Interview with the laboratory manager on 7/7/2016 at 9:25 AM revealed that he/she had been a medical laboratory technician (MLT) for approximately eight (8) years, employed in the hospital's laboratory for approximately two (2) years, and laboratory manager for two (2) months. The manager stated that he/she was aware that the reagent was expired, and had continued to use it because they had been unable to obtain more due to the hospital bankruptcy. The manager explained that the vendor had been sending supplies that expired within days of receiving them. He/she added that in hindsight, he/she should have shut the blood bank down. The manager went on stating that the necessary controls and antibody screening cells had been ordered from their previous vendor the day before, and expected the next day. He/she explained that he/she had the new reagent, but could not perform correlations. He/she had used the new reagent anyway in an attempt to get the job done, and meet the needs of the patients.
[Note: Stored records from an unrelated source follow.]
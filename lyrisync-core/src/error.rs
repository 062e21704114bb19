use std::path::PathBuf;
use thiserror::Error;

#[derive(Debug, Error)]
pub enum CoreError {
    // Configuration errors
    #[error("Config file not found at {path}. A template has been created - edit it and restart.")]
    ConfigNotFound { path: PathBuf },

    #[error("Invalid config: {message}")]
    ConfigInvalid { message: String },

    #[error("Failed to parse config file: {0}")]
    ConfigParseError(#[from] toml::de::Error),

    // Parse lifecycle errors
    #[error("Lyrics parse was cancelled before completion")]
    ParseCancelled,

    #[error("Discarded stale parse result (generation {generation}, current {current})")]
    StaleParse { generation: u64, current: u64 },

    // IO errors
    #[error("IO error: {0}")]
    IoError(#[from] std::io::Error),
}

pub type Result<T> = std::result::Result<T, CoreError>;
use lyrisync_core::CoreError;
use std::path::PathBuf;
use thiserror::Error;

/// Errors surfaced by the command line front end
#[derive(Debug, Error)]
pub enum CliError {
    #[error("Failed to read lyrics file {path}: {source}")]
    ReadLyrics {
        path: PathBuf,
        #[source]
        source: std::io::Error,
    },

    #[error("Failed to create tokio runtime: {0}")]
    Runtime(#[source] std::io::Error),

    #[error("Failed to serialize timeline: {0}")]
    Json(#[from] serde_json::Error),

    #[error("Failed to watch lyrics file: {0}")]
    Watch(String),

    #[error(transparent)]
    Core(#[from] CoreError),
}

pub type Result<T> = std::result::Result<T, CliError>;
//! Credit-score based interest rate adjustment.
//!
//! The markup is selected from a fixed, ordered tier table of half-open score
//! bands. The bands are contiguous and total over all integers: the top band
//! has no upper bound and the bottom band has no lower bound.

use crate::domain::RateTier;

/// Markup tiers, highest band first.
pub static RATE_TIERS: [RateTier; 5] = [
    RateTier { min_score: Some(750), max_score: None, markup: 0.00 / 100.0 },
    RateTier { min_score: Some(700), max_score: Some(750), markup: 0.25 / 100.0 },
    RateTier { min_score: Some(650), max_score: Some(700), markup: 0.50 / 100.0 },
    RateTier { min_score: Some(600), max_score: Some(650), markup: 0.75 / 100.0 },
    RateTier { min_score: None, max_score: Some(600), markup: 1.00 / 100.0 },
];

/// The tier a credit score falls into.
pub fn tier_for(credit_score: i32) -> &'static RateTier {
    RATE_TIERS
        .iter()
        .find(|tier| tier.contains(credit_score))
        // The bands cover every i32, so `find` always succeeds.
        .unwrap_or(&RATE_TIERS[RATE_TIERS.len() - 1])
}

/// Markup for a credit score as a decimal fraction (`0.0025` = +0.25 pts).
pub fn markup_for(credit_score: i32) -> f64 {
    tier_for(credit_score).markup
}

/// Add the credit-score markup to a base annual rate (both decimal fractions).
pub fn adjust(credit_score: i32, base_annual_rate: f64) -> f64 {
    base_annual_rate + markup_for(credit_score)
}
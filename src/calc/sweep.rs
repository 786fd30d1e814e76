//! Home-price sweeps: the calculator evaluated over evenly spaced prices.
//!
//! Used by `mortgage sweep` and by the TUI payment chart.

use crate::calc::payment::calculate;
use crate::domain::{LoanInputs, SweepPoint};
use crate::error::CalcError;

/// Upper bound on sweep resolution; keeps allocation bounded for user-supplied step counts.
pub const MAX_SWEEP_STEPS: usize = 10_000;

/// Evaluate the calculator at `steps` evenly spaced home prices in `[min, max]`
/// (inclusive), keeping every other input fixed.
pub fn sweep_home_price(
    inputs: &LoanInputs,
    min: f64,
    max: f64,
    steps: usize,
) -> Result<Vec<SweepPoint>, CalcError> {
    if !(min.is_finite() && max.is_finite() && min > 0.0 && max > min) {
        return Err(CalcError::InvalidSweep(format!(
            "price range must be finite with 0 < min < max (got min={min}, max={max})"
        )));
    }
    if steps < 2 {
        return Err(CalcError::InvalidSweep("steps must be >= 2".to_string()));
    }
    if steps > MAX_SWEEP_STEPS {
        return Err(CalcError::InvalidSweep(format!(
            "steps must be <= {MAX_SWEEP_STEPS} (got {steps})"
        )));
    }

    let step = (max - min) / (steps as f64 - 1.0);
    let mut out = Vec::with_capacity(steps);
    for i in 0..steps {
        // Pin the last point to `max` so float drift never leaves the range.
        let home_price = if i + 1 == steps { max } else { min + step * i as f64 };
        let result = calculate(&LoanInputs { home_price, ..*inputs })?;
        out.push(SweepPoint { home_price, result });
    }
    Ok(out)
}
The manager stated that he/she was not aware of any patients who experienced adverse effects from receiving PRBCs that had been tested with the expired reagents.

Review of facility's Constitution and By-Laws of the Early County Hospital Authority, adopted March 21, 1975, revealed that Early County Hospital Authority was charged with full responsibility of operating and maintaining the Early Memorial Hospital and related activities, the equipment therein, the personnel therein employed, providing rules and regulations for such maintenance and operation in conformity with good hospital practice and supervision.
Article 1. The Governing Board would be known as the Early County Hospital Authority

Review of facility's Quality Improvement Projects revealed that performance indicators included areas of Administration, Laboratory services, and Physician services.

Review of facility policies failed to reveal a policy which addressed laboratory staff orientation.